How different it is from 24 hours ago, when for two hours political tensions were forgotten, as everyone in the city breathlessly followed the World Cup soccer game between Mexico and Portugal. The sound of the play by play filled the city streets as teachers and business people alike gathered around radios and televisions. Some teachers watched the game on portable televisions in the shade of their tarps. Others gathered inside business (those that remain open) with televisions and joined the workers in rooting on the national team. When el Kikin Fonseca scored his first-half goal, returning hope to the Mexican team, they cheered and exchanged high fives, and when Omar Bravo missed the penalty shot that would have tied the score, they groined in agony. With all the excitement generated by the Mexican team, you would think they actually had a chance of winning the World Cup, when in reality they are a plucky but mediocre bunch.
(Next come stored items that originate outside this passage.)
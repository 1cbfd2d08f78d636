// src/pipeline.rs
//! Per-query pipeline: source → recency → score → dedup claim → notify.

use anyhow::Result;
use chrono::{DateTime, Duration, Utc};
use metrics::counter;
use std::sync::Arc;

use crate::analyze::{score_article, ScoredArticle, ScoringProfile};
use crate::config::Settings;
use crate::dedup::DedupCache;
use crate::ingest::{Article, ArticleSource};
use crate::notify::{BatchLabel, BatchNotifier, Delivery};
use crate::recency::is_fresh;
use crate::sentiment::SentimentAnalyzer;

/// Everything a monitor needs, shared by both monitors via `Arc`.
/// The dedup cache is the only mutable piece.
pub struct Sentinel {
    settings: Arc<Settings>,
    profile: ScoringProfile,
    analyzer: SentimentAnalyzer,
    source: Arc<dyn ArticleSource>,
    cache: Arc<DedupCache>,
    notifier: BatchNotifier,
}

impl Sentinel {
    pub fn new(
        settings: Arc<Settings>,
        source: Arc<dyn ArticleSource>,
        cache: Arc<DedupCache>,
        notifier: BatchNotifier,
    ) -> Result<Self> {
        let profile = ScoringProfile::from_settings(&settings.scoring)?;
        Ok(Self {
            settings,
            profile,
            analyzer: SentimentAnalyzer::new(),
            source,
            cache,
            notifier,
        })
    }

    pub fn settings(&self) -> &Settings {
        &self.settings
    }

    pub fn cache(&self) -> &Arc<DedupCache> {
        &self.cache
    }

    fn max_age(&self) -> Duration {
        self.settings.recency_window()
    }

    /// Fetch `query` and run the full pipeline. Returns the number of articles delivered.
    pub async fn process_query(&self, query: &str, symbol: Option<&str>) -> usize {
        let articles = self.source.search(query).await;
        if articles.is_empty() {
            tracing::debug!(target: "pipeline", query, "no articles");
            return 0;
        }
        self.analyze_and_send(articles, symbol, Utc::now()).await
    }

    /// Articles that are unseen, fresh, and at or above threshold, best first.
    /// Does not touch the cache beyond reading it.
    pub async fn select(
        &self,
        articles: Vec<Article>,
        symbol: Option<&str>,
        now: DateTime<Utc>,
    ) -> Vec<ScoredArticle> {
        let max_age = self.max_age();
        let mut qualifying = Vec::new();

        for article in articles {
            let Some(id) = article.dedup_id() else {
                tracing::debug!(target: "pipeline", "article without url or title, skipping");
                continue;
            };
            if self.cache.contains(id).await {
                counter!("sentinel_duplicates_total").increment(1);
                continue;
            }
            if !is_fresh(&article.published_at, now, max_age) {
                counter!("sentinel_stale_total").increment(1);
                continue;
            }

            let scored = score_article(&self.profile, &self.analyzer, article, symbol);
            tracing::debug!(
                target: "pipeline",
                symbol = symbol.unwrap_or("global"),
                title = %scored.article.title,
                breakdown = %scored.breakdown.summary(),
                "scored"
            );
            if self.profile.qualifies(&scored.breakdown) {
                counter!("sentinel_qualified_total").increment(1);
                qualifying.push(scored);
            }
        }

        // stable: equal scores keep fetch order (newest first)
        qualifying.sort_by(|a, b| b.score.cmp(&a.score));
        qualifying
    }

    /// Score `articles`, claim the best unseen ones in the cache, and notify them as
    /// one batch. Flushes the cache after a successful delivery.
    pub async fn analyze_and_send(
        &self,
        articles: Vec<Article>,
        symbol: Option<&str>,
        now: DateTime<Utc>,
    ) -> usize {
        let candidates = self.select(articles, symbol, now).await;
        if candidates.is_empty() {
            return 0;
        }

        let cap = self.notifier.max_per_batch();
        let mut batch = Vec::with_capacity(cap);
        for scored in candidates {
            if batch.len() >= cap {
                break;
            }
            let Some(id) = scored.article.dedup_id() else {
                continue;
            };
            // the other monitor may have claimed it since `select`
            if self.cache.claim(id).await {
                batch.push(scored);
            } else {
                counter!("sentinel_duplicates_total").increment(1);
            }
        }
        if batch.is_empty() {
            return 0;
        }

        let label = BatchLabel::from_symbol(symbol);
        let sent = match self.notifier.deliver(&batch, &label).await {
            Delivery::Sent(n) => {
                // entries cut by the message length cap were never sent
                for scored in &batch[n..] {
                    if let Some(id) = scored.article.dedup_id() {
                        self.cache.release(id).await;
                    }
                }
                n
            }
            // failed batch stays claimed: never re-sent by this process
            Delivery::Failed => 0,
        };
        if sent > 0 {
            if let Err(e) = self.cache.flush().await {
                tracing::error!(target: "pipeline", error = %format!("{e:#}"), "dedup flush failed");
            }
        }
        sent
    }
}
// src/lib.rs
// Public library surface for the binaries and integration tests.

pub mod analyze;
pub mod api;
pub mod config;
pub mod dedup;
pub mod ingest;
pub mod monitor;
pub mod notify;
pub mod pipeline;
pub mod recency;
pub mod sentiment;
pub mod telemetry;

use std::sync::Arc;

use anyhow::Result;
use tracing_subscriber::{fmt, prelude::*, EnvFilter};

// ---- Re-exports for stable public API ----
pub use crate::analyze::{ScoreBreakdown, ScoredArticle, ScoringProfile};
pub use crate::api::{create_router, AppState};
pub use crate::config::Settings;
pub use crate::dedup::DedupCache;
pub use crate::ingest::{Article, ArticleSource, NewsApiClient};
pub use crate::notify::{BatchLabel, BatchNotifier, Delivery, Notifier};
pub use crate::pipeline::Sentinel;

/// Install the global subscriber. `RUST_LOG` overrides the default filter,
/// `SENTINEL_LOG_JSON=1` switches to JSON lines. No-op if one is already installed.
pub fn init_tracing() {
    let filter = EnvFilter::try_from_default_env()
        .unwrap_or_else(|_| EnvFilter::new("crypto_news_sentinel=info,warn"));

    let json = std::env::var("SENTINEL_LOG_JSON")
        .ok()
        .is_some_and(|v| v == "1");

    let registry = tracing_subscriber::registry().with(filter);
    let _ = if json {
        registry.with(fmt::layer().json()).try_init()
    } else {
        registry.with(fmt::layer().compact()).try_init()
    };
}

/// Wire the long-lived pieces from settings: news client, dedup cache, notifier, sentinel.
pub async fn build_sentinel(settings: Arc<Settings>) -> Result<Arc<Sentinel>> {
    if settings.credentials.news_api_key.is_none() {
        tracing::warn!("NEWS_API_KEY missing, every news query will come back empty");
    }
    let source = Arc::new(NewsApiClient::new(
        &settings.news,
        settings.credentials.news_api_key.clone(),
    ));
    let cache = Arc::new(DedupCache::load(&settings.dedup.path).await);
    let notifier = BatchNotifier::from_settings(&settings);
    let sentinel = Sentinel::new(settings, source, cache, notifier)?;
    Ok(Arc::new(sentinel))
}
In the end Mexico lost. But at least soccer is just a game. Here in Oaxaca, there are bigger things at stake: the future of public education, the democratic process (there is fear that the teachers’ movement will interfere with the July 2nd presidential elections) and the economic survival not just of downtown, but of the entire region (tourists are canceling their vacations to Oaxaca during what is usually the busiest time of year). But worst of all, if today’s demonstrations result in confrontation, lives may be on the line.

June 15, 2006

Aftermath, or Just the Beginning?

Following yesterday's early morning raid of the teachers' encampment, the teachers regrouped and fought back, driving the police from the zocalo. The city waited tensely for federal troops to arrive and put an end to the uprising, but they never came. That evening, the leader of the teacher's union announced a truce and a return to the bargaining tables. Teachers removed their tents and belongings from the streets and took refuge in school buildings. But this morning, they took to the streets again, armed with pvc pipes. Joined by university students and other sympathizers they marched to the zocalo, demanding the resignation of the governor, Ulises Ruis Ortiz. By noon they were again pitching their tents in the zocalo. Teachers I spoke to said they are not afraid to confront the police if they return. Although union leaders claim at least three casualties, including a minor, this has yet to be confirmed. There were many injured, both among police and demonstrators. At this moment the city center is again paralyzed by teachers, while the governor and union leaders continue to negotiate behind closed doors.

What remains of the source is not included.